Scan the records below for the word "width". Copy each line where it appears.

BEGIN Material to process

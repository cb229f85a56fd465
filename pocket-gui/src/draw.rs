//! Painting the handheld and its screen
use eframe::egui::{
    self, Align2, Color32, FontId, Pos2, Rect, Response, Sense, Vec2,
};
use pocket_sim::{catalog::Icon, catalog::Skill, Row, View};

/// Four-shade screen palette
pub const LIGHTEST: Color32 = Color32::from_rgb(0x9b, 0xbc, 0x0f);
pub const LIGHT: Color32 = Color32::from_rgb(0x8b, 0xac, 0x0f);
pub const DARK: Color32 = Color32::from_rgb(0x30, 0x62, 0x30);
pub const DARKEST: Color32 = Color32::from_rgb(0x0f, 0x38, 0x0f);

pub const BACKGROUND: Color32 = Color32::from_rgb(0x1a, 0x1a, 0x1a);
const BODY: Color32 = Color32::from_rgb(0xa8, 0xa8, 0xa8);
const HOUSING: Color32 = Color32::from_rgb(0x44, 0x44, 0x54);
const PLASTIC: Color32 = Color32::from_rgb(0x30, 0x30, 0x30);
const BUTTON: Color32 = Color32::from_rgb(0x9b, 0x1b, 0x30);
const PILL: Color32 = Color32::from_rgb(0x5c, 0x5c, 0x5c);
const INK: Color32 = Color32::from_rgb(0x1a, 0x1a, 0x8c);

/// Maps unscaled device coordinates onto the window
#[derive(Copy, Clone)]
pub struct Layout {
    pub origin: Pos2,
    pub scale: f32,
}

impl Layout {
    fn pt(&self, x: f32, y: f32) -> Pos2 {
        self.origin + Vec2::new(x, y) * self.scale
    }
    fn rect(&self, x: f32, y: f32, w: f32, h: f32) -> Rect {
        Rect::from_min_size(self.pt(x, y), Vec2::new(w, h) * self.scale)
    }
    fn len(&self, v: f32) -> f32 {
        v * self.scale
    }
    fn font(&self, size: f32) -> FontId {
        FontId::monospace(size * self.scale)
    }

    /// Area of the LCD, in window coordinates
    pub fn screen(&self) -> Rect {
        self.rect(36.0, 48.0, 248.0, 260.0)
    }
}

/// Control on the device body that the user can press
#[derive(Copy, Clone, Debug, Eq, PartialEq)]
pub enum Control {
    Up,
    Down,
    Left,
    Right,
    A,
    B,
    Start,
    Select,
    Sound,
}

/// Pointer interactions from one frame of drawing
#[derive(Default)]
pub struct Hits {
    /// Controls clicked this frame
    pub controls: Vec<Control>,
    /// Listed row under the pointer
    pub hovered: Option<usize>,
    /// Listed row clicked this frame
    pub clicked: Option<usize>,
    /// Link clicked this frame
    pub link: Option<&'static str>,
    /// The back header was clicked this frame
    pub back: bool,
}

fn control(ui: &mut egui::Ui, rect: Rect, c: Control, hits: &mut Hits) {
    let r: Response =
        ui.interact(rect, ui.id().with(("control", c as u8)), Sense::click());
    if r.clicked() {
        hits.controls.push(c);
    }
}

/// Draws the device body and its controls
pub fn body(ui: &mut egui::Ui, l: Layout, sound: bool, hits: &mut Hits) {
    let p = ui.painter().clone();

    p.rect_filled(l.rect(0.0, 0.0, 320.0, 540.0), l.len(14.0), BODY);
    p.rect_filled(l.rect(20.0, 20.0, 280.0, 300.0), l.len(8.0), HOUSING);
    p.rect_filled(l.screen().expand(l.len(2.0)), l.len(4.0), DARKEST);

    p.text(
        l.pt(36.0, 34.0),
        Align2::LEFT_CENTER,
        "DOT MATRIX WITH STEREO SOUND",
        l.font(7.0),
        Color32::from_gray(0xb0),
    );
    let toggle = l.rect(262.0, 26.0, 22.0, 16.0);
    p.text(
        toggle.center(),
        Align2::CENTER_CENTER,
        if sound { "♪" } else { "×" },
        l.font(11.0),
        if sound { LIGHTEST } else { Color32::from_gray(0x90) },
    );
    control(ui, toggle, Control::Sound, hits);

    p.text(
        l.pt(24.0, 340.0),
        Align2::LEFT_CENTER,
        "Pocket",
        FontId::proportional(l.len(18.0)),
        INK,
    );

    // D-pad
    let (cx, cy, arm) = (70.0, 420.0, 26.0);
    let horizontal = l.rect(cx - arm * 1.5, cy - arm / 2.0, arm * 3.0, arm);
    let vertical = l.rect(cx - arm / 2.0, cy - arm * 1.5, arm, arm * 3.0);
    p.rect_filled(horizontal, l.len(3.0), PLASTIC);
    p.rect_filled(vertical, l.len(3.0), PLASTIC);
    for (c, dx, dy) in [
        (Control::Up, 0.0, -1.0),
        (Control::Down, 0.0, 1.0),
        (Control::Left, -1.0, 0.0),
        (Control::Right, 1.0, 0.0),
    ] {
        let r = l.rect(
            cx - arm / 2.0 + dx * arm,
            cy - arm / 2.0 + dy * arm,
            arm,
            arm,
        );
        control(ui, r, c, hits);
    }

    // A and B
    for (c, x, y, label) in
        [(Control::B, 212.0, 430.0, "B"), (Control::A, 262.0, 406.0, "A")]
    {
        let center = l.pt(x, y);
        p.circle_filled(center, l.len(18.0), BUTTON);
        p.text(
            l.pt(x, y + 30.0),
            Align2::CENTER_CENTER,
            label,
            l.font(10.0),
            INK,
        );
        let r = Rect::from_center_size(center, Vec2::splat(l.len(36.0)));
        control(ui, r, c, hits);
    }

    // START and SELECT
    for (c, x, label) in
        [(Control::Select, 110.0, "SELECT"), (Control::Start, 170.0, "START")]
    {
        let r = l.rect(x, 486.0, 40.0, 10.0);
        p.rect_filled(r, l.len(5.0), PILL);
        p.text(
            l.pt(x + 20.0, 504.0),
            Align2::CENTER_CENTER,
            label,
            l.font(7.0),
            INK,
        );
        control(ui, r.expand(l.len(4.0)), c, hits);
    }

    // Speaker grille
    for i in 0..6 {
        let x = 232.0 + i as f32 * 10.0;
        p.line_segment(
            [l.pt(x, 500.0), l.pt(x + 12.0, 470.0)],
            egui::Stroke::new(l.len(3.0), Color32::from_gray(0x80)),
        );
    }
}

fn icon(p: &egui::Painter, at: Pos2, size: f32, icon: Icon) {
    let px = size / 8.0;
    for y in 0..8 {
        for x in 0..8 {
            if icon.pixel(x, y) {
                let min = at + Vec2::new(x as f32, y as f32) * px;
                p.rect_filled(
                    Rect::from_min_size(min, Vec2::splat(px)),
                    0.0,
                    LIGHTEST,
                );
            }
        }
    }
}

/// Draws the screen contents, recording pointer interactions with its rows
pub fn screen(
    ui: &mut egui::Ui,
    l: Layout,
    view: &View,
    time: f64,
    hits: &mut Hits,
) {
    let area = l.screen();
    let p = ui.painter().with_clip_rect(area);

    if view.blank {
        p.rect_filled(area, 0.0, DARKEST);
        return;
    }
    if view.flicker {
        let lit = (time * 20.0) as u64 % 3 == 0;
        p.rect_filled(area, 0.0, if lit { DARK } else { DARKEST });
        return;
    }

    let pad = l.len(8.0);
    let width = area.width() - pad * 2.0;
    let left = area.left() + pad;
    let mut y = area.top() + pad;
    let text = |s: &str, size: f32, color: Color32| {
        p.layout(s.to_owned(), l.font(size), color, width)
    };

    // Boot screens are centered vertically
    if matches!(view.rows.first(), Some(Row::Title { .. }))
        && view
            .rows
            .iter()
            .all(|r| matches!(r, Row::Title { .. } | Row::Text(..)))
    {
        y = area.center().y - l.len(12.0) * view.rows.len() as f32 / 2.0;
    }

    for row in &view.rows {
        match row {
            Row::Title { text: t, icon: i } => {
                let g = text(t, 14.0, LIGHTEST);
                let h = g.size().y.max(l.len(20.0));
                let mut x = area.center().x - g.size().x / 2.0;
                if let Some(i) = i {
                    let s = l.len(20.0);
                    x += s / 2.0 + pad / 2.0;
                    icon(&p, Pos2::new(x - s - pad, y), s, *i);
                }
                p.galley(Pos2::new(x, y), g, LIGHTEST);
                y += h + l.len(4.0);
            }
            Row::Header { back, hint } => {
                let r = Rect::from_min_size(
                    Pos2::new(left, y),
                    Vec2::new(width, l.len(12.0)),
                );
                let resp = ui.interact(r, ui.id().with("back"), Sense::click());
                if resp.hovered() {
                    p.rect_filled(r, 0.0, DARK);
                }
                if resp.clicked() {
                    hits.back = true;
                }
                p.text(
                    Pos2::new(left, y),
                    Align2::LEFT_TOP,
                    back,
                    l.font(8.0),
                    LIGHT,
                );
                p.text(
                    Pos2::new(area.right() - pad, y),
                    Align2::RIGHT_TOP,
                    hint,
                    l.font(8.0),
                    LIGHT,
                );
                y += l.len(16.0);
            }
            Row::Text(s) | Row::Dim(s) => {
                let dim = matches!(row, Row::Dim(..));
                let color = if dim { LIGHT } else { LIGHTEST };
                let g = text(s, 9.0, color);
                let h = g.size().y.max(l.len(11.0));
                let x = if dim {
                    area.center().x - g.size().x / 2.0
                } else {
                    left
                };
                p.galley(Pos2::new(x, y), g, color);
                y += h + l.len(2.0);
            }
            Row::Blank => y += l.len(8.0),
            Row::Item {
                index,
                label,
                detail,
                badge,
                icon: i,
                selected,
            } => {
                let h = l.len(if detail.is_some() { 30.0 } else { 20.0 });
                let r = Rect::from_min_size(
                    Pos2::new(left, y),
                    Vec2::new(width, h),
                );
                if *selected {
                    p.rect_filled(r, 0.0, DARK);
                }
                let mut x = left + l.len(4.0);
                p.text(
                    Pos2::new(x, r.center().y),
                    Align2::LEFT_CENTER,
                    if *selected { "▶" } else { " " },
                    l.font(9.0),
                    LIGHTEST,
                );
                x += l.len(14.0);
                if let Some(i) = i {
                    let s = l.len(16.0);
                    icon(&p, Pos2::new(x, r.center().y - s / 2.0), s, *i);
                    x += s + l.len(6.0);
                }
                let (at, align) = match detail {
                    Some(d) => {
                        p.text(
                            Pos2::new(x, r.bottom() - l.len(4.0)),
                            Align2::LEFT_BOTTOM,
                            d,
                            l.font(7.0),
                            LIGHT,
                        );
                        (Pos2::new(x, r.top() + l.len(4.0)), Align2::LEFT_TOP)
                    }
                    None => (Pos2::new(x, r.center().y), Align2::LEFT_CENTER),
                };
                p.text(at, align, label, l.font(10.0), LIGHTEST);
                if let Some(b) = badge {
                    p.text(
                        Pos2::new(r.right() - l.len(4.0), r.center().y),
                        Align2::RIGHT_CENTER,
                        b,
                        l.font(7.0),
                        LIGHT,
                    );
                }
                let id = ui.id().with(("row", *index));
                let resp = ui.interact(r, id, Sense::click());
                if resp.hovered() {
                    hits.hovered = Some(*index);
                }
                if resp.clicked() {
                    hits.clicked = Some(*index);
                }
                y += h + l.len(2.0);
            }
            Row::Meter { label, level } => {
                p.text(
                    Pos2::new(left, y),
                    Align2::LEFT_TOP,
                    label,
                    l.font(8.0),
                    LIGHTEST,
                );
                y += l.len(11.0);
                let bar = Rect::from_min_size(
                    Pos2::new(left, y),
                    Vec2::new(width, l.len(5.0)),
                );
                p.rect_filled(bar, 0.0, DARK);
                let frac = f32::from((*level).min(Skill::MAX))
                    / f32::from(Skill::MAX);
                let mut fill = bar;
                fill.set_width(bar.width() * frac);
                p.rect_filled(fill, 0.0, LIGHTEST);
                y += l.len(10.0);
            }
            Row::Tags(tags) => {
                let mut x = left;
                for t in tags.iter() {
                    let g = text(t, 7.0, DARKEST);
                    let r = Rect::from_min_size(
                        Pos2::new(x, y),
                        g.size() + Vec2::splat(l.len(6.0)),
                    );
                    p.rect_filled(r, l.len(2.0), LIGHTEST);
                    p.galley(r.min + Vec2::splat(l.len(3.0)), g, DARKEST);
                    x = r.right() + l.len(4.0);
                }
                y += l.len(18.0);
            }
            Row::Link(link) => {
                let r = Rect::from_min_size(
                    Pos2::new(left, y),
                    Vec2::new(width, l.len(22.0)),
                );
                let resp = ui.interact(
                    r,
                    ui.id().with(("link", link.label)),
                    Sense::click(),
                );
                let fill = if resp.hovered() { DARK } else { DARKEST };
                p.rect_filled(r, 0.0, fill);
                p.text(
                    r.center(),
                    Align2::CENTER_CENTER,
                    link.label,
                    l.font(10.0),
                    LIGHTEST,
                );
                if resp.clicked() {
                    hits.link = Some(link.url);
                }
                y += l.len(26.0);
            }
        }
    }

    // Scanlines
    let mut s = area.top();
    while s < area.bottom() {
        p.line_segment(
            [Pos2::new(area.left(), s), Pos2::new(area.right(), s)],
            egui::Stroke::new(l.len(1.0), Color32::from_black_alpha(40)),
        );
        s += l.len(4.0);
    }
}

END Material to process

* _Solution to the problem_
    let width = area.width() - pad * 2.0;
        p.layout(s.to_owned(), l.font(size), color, width)
                    Vec2::new(width, l.len(12.0)),
                    Vec2::new(width, h),
                    Vec2::new(width, l.len(5.0)),
                fill.set_width(bar.width() * frac);
                    Vec2::new(width, l.len(22.0)),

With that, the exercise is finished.